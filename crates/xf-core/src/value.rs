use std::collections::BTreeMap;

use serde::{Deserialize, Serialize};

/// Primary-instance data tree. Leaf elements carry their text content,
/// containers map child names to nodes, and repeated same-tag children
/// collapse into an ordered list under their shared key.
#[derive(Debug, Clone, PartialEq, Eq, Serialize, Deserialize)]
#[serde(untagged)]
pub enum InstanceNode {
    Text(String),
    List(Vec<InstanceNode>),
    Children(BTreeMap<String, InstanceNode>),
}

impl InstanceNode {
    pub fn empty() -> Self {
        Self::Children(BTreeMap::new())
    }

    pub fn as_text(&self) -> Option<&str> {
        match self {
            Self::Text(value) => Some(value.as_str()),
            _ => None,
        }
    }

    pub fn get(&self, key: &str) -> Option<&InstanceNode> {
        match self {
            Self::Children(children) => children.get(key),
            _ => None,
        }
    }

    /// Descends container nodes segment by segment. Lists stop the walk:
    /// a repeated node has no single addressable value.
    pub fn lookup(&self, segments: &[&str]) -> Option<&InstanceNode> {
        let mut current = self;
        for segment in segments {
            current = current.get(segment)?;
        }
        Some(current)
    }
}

════════════════

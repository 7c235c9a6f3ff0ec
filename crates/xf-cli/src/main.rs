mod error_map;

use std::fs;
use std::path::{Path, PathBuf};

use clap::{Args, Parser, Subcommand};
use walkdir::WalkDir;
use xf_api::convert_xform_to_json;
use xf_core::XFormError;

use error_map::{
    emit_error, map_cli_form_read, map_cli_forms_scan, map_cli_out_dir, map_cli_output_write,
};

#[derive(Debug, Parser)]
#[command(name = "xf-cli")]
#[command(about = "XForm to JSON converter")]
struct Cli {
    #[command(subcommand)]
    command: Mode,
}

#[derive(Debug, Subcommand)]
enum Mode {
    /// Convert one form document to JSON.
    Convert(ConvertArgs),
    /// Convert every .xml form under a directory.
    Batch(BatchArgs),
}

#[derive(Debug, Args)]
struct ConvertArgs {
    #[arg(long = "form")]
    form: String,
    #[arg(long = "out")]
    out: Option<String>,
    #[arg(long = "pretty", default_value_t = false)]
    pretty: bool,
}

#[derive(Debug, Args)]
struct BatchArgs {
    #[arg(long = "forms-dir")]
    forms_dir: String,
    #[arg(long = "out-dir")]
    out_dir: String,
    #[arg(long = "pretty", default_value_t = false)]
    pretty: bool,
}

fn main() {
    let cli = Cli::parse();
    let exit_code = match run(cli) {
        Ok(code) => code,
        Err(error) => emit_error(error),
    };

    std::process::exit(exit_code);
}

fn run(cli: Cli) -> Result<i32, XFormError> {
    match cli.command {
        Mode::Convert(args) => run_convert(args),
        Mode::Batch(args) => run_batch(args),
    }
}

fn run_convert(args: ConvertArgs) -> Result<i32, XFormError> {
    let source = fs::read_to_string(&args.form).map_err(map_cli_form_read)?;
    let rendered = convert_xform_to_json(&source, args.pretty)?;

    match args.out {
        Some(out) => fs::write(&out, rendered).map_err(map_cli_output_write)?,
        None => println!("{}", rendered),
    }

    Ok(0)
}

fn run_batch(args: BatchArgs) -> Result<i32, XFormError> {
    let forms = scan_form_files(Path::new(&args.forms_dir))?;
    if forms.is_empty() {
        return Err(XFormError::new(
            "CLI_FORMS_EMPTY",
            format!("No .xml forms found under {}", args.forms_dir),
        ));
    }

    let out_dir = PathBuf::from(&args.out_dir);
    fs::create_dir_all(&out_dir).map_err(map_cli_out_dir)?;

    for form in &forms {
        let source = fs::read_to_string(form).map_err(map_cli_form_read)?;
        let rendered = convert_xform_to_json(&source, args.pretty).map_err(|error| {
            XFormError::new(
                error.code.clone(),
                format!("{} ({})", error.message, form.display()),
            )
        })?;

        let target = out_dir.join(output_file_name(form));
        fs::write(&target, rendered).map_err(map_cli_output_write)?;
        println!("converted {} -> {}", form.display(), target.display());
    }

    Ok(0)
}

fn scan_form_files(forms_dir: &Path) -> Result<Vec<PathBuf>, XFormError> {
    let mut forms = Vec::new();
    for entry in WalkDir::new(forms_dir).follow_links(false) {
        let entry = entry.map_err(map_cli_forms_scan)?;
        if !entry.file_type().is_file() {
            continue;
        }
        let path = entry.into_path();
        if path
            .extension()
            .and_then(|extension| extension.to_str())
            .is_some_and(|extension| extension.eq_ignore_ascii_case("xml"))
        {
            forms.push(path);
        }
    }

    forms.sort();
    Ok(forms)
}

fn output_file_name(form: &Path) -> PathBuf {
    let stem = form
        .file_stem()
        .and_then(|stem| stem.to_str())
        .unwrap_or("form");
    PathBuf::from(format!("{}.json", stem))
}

════════════════

» **PROMPT**
Which lines of the listing include the string "long"? Pull them out.

» **RESULT OF THIS TASK**
    #[arg(long = "form")]
    #[arg(long = "out")]
    #[arg(long = "pretty", default_value_t = false)]
    #[arg(long = "forms-dir")]
    #[arg(long = "out-dir")]
    #[arg(long = "pretty", default_value_t = false)]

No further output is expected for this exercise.